=== Begin Enclosure ===

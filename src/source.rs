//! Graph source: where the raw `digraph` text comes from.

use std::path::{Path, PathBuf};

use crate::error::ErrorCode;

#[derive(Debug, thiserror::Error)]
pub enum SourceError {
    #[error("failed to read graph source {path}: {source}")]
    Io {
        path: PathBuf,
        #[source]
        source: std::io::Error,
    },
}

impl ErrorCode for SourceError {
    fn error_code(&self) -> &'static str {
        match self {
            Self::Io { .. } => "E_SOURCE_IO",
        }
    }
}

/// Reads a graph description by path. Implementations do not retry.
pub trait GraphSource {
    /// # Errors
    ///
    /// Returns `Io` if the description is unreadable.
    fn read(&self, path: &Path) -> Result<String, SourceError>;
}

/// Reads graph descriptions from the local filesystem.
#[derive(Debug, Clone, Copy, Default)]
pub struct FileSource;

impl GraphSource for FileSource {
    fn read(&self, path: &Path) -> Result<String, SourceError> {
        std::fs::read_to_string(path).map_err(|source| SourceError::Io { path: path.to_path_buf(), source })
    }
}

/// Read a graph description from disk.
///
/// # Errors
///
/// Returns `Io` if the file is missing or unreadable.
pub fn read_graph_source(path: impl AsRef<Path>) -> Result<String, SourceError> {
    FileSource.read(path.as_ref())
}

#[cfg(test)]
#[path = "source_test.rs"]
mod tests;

=== End Enclosure ===
=== Begin Enclosure ===

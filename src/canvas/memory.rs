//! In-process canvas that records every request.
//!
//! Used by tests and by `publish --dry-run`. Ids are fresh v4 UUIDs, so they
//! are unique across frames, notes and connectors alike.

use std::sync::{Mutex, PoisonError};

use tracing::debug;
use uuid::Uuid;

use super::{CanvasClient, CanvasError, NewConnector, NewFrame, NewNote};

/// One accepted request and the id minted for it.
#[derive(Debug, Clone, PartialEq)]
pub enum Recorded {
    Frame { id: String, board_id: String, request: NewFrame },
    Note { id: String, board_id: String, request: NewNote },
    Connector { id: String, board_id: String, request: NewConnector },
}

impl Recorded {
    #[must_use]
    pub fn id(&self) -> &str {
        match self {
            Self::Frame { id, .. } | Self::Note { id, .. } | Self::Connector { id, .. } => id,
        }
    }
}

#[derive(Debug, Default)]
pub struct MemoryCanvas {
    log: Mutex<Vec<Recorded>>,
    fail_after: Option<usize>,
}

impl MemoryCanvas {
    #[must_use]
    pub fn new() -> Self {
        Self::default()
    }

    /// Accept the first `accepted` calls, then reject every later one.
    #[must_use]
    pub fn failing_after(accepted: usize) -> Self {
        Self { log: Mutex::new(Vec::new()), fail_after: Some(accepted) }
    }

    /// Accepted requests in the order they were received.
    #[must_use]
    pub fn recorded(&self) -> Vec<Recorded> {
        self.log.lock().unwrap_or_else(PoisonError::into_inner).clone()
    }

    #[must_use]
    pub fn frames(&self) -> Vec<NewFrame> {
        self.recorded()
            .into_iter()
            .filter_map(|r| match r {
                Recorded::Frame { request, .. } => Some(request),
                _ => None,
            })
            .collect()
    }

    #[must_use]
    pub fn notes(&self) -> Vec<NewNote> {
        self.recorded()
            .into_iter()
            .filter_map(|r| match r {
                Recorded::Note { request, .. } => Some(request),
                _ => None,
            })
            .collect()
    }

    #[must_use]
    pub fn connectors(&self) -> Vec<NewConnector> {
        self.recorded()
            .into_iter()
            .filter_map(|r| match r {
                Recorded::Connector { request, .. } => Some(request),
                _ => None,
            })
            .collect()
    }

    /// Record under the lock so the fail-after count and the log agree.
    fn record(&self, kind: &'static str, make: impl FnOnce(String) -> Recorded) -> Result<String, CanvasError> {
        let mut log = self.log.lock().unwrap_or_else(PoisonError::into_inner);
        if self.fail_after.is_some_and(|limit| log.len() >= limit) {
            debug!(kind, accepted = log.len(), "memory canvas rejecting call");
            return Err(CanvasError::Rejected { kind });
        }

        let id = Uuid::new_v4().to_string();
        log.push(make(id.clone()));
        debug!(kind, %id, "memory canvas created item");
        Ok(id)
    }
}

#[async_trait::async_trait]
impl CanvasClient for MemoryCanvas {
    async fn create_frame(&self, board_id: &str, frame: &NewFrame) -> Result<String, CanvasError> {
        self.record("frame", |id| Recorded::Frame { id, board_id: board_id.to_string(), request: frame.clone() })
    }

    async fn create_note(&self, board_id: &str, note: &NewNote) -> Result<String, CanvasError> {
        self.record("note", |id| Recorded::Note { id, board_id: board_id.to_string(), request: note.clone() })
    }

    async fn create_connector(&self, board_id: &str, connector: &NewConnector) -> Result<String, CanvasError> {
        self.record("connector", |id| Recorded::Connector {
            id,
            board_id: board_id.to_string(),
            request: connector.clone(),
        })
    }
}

=== End Enclosure ===
=== Begin Enclosure ===

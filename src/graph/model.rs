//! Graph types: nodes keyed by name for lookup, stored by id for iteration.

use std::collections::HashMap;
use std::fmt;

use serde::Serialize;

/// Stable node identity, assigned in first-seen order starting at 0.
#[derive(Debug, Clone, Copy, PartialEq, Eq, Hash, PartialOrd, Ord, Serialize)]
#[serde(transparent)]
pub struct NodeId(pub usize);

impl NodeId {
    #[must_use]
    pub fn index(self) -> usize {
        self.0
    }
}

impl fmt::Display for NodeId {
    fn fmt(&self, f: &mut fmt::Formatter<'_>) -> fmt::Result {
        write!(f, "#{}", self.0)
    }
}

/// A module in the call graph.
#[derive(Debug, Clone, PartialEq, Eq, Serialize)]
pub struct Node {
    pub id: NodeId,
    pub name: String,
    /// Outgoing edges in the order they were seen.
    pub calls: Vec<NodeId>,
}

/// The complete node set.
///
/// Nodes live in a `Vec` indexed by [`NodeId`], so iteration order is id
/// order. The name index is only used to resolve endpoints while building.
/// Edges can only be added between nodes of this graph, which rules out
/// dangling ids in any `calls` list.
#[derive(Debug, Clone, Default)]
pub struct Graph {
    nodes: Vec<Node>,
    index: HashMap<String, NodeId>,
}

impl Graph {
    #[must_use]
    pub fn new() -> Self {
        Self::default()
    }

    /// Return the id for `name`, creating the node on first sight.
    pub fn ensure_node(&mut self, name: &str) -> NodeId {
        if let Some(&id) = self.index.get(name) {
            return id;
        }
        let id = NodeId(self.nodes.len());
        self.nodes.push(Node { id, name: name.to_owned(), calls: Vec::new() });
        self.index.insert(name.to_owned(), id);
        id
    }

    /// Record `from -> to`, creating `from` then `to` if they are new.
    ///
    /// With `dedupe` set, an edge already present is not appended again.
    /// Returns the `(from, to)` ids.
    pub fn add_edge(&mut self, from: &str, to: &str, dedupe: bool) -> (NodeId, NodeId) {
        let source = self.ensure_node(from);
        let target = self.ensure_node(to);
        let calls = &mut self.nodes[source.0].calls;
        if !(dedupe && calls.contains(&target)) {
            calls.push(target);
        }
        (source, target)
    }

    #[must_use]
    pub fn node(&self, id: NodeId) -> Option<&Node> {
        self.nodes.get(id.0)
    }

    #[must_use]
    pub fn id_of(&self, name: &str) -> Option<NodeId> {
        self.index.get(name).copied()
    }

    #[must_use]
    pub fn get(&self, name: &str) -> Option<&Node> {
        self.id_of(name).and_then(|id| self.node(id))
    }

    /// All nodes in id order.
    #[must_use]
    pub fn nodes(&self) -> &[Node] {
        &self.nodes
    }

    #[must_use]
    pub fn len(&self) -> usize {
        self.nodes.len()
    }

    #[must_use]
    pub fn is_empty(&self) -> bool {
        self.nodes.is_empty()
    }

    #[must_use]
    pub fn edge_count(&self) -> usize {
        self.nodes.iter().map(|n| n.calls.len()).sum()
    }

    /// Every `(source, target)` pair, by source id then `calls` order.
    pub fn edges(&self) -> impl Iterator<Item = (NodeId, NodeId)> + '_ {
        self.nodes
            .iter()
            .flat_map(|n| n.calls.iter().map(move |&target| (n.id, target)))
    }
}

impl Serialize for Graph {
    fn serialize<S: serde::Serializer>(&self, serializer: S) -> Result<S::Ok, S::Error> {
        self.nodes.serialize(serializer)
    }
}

=== End Enclosure ===

Your answer should be the lines of the listing above between the line holding "let target = self.ensure_node(to);" and the line holding "pub fn node(&self, id: NodeId)", inclusive, restated word for word and alone.

● **Finished exercise**:
        let target = self.ensure_node(to);
        let calls = &mut self.nodes[source.0].calls;
        if !(dedupe && calls.contains(&target)) {
            calls.push(target);
        }
        (source, target)
    }

    #[must_use]
    pub fn node(&self, id: NodeId) -> Option<&Node> {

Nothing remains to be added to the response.